Como tem sido de praxe nas viagens internacionais do presidente Luis Inácio Lula da Silva, suas visitas oficiais à Moscou e Teerã incluem um seminário para empresários locais e brasileiros. Mas numa turnê cujos objetivos diplomáticos e comerciais são um pouco mais especiais que o habitual, a delegação brasileira vai oferecer um presente gastronômico aos anfitriões. No caso do Irã, um churrasco celebratório.

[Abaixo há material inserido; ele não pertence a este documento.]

use clap::ValueEnum;
use serde::{Deserialize, Serialize};
use std::collections::BTreeMap;
use std::fmt;
use std::path::PathBuf;

// Image extensions accepted by the splitter and the cleanup helper
pub const IMG_FORMATS: &[&str] = &["png", "jpg", "jpeg"];

// Image extensions picked up when sweeping the webcam folder
pub const SWEEP_FORMATS: &[&str] = &["jpg", "jpeg", "png", "bmp"];

pub const DEFAULT_SEED: u64 = 42;

/// The kind of dataset a group works on
#[derive(Copy, Clone, PartialEq, Eq, PartialOrd, Ord, Hash, ValueEnum, Debug)]
pub enum Task {
    /// Image classification, one folder per class
    #[value(alias = "classification")]
    Cls,
    /// Object detection, paired images and YOLO label files
    #[value(alias = "detection")]
    Detect,
}

impl Task {
    /// Name of the directory holding every group of this task
    pub fn dir_name(self) -> &'static str {
        match self {
            Task::Cls => "classification",
            Task::Detect => "detection",
        }
    }
}

impl fmt::Display for Task {
    fn fmt(&self, f: &mut fmt::Formatter<'_>) -> fmt::Result {
        f.write_str(self.dir_name())
    }
}

/// Fractions and seed used when partitioning a dataset
#[derive(Debug, Clone, Copy, PartialEq)]
pub struct SplitOptions {
    pub val_size: f64,
    /// Applied to the held-out remainder of each class, classification only
    pub test_size: f64,
    pub seed: u64,
}

impl SplitOptions {
    pub fn for_task(task: Task) -> Self {
        match task {
            Task::Cls => Self {
                val_size: 0.4,
                test_size: 0.1,
                seed: DEFAULT_SEED,
            },
            Task::Detect => Self {
                val_size: 0.2,
                test_size: 0.0,
                seed: DEFAULT_SEED,
            },
        }
    }

    /// Override the defaults with whatever the caller supplied
    pub fn with_overrides(
        mut self,
        val_size: Option<f64>,
        test_size: Option<f64>,
        seed: Option<u64>,
    ) -> Self {
        if let Some(val_size) = val_size {
            self.val_size = val_size;
        }
        if let Some(test_size) = test_size {
            self.test_size = test_size;
        }
        if let Some(seed) = seed {
            self.seed = seed;
        }
        self
    }
}

// One image file and its YOLO label file, both named relative to their folders
#[derive(Debug, Clone, PartialEq, Eq, PartialOrd, Ord)]
pub struct SamplePair {
    pub image: String,
    pub label: String,
}

// Struct to hold the three subsets of one classification class
#[derive(Debug, Clone, Default, PartialEq, Eq)]
pub struct ClassSplit {
    pub train: Vec<String>,
    pub val: Vec<String>,
    pub test: Vec<String>,
}

impl ClassSplit {
    pub fn len(&self) -> usize {
        self.train.len() + self.val.len() + self.test.len()
    }

    pub fn is_empty(&self) -> bool {
        self.len() == 0
    }

    /// Subset folder names paired with their images, in move order
    pub fn subsets(&self) -> [(&'static str, &Vec<String>); 3] {
        [
            ("train", &self.train),
            ("val", &self.val),
            ("test", &self.test),
        ]
    }
}

/// Outcome of a split, counted after every file has been moved
#[derive(Debug, Clone, Default, PartialEq, Eq)]
pub struct SplitReport {
    pub train: usize,
    pub val: usize,
    pub test: usize,
    /// Detection only: images without a label plus labels without an image
    pub dropped: usize,
}

impl SplitReport {
    pub fn total(&self) -> usize {
        self.train + self.val + self.test
    }

    pub fn print_summary(&self) {
        log::info!("=== Split Summary ===");
        log::info!("Train samples: {}", self.train);
        log::info!("Val samples: {}", self.val);
        log::info!("Test samples: {}", self.test);
        if self.dropped > 0 {
            log::warn!("Skipped unpaired files: {}", self.dropped);
        }
    }
}

/// `config.yaml` layout for detection datasets
#[derive(Debug, Clone, PartialEq, Eq, Serialize, Deserialize)]
pub struct DetectionConfig {
    pub train: String,
    pub val: String,
    pub nc: usize,
    pub names: BTreeMap<usize, String>,
}

/// `config.yaml` layout for classification datasets
#[derive(Debug, Clone, PartialEq, Eq, Serialize, Deserialize)]
pub struct ClassificationConfig {
    pub train: String,
    pub val: String,
    pub test: String,
    pub nc: usize,
    pub names: Vec<String>,
}

#[derive(Debug, Clone, PartialEq, Eq, Serialize)]
#[serde(untagged)]
pub enum DatasetConfig {
    Detection(DetectionConfig),
    Classification(ClassificationConfig),
}

impl DatasetConfig {
    pub fn class_count(&self) -> usize {
        match self {
            DatasetConfig::Detection(config) => config.nc,
            DatasetConfig::Classification(config) => config.nc,
        }
    }
}

/// A sanitized group name and the directory created for it
#[derive(Debug, Clone, PartialEq, Eq)]
pub struct GroupDir {
    pub group: String,
    pub path: PathBuf,
}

Trata-se de mais do que promoção da carne brasileira, que tem tanto russos como iranianos entre os principais importadores. Tanto que um dos integrantes da comitiva brasileira é o chef Rodrigo Sanchez, que pilota a cozinha do I Maestri, o renomado restaurante flutuante que têm algumas das mesas mais concorridas de Brasília.
Sanchez também estará a cargo da diplomacia gastronômica em Moscou, quando o almoço para empresários e dignatários trará um cardápio com frango ao molho de caipirinha, lombo de porco com molho de laranja e sálvia e mesmo um strognoff, um dos pratos nacionais russos, que tem receitas datadas do século 19. Embora tenha realizado recentemente seminários do Reino Unido e na Alemanha, tais eventos não contaram com o mimo culinário.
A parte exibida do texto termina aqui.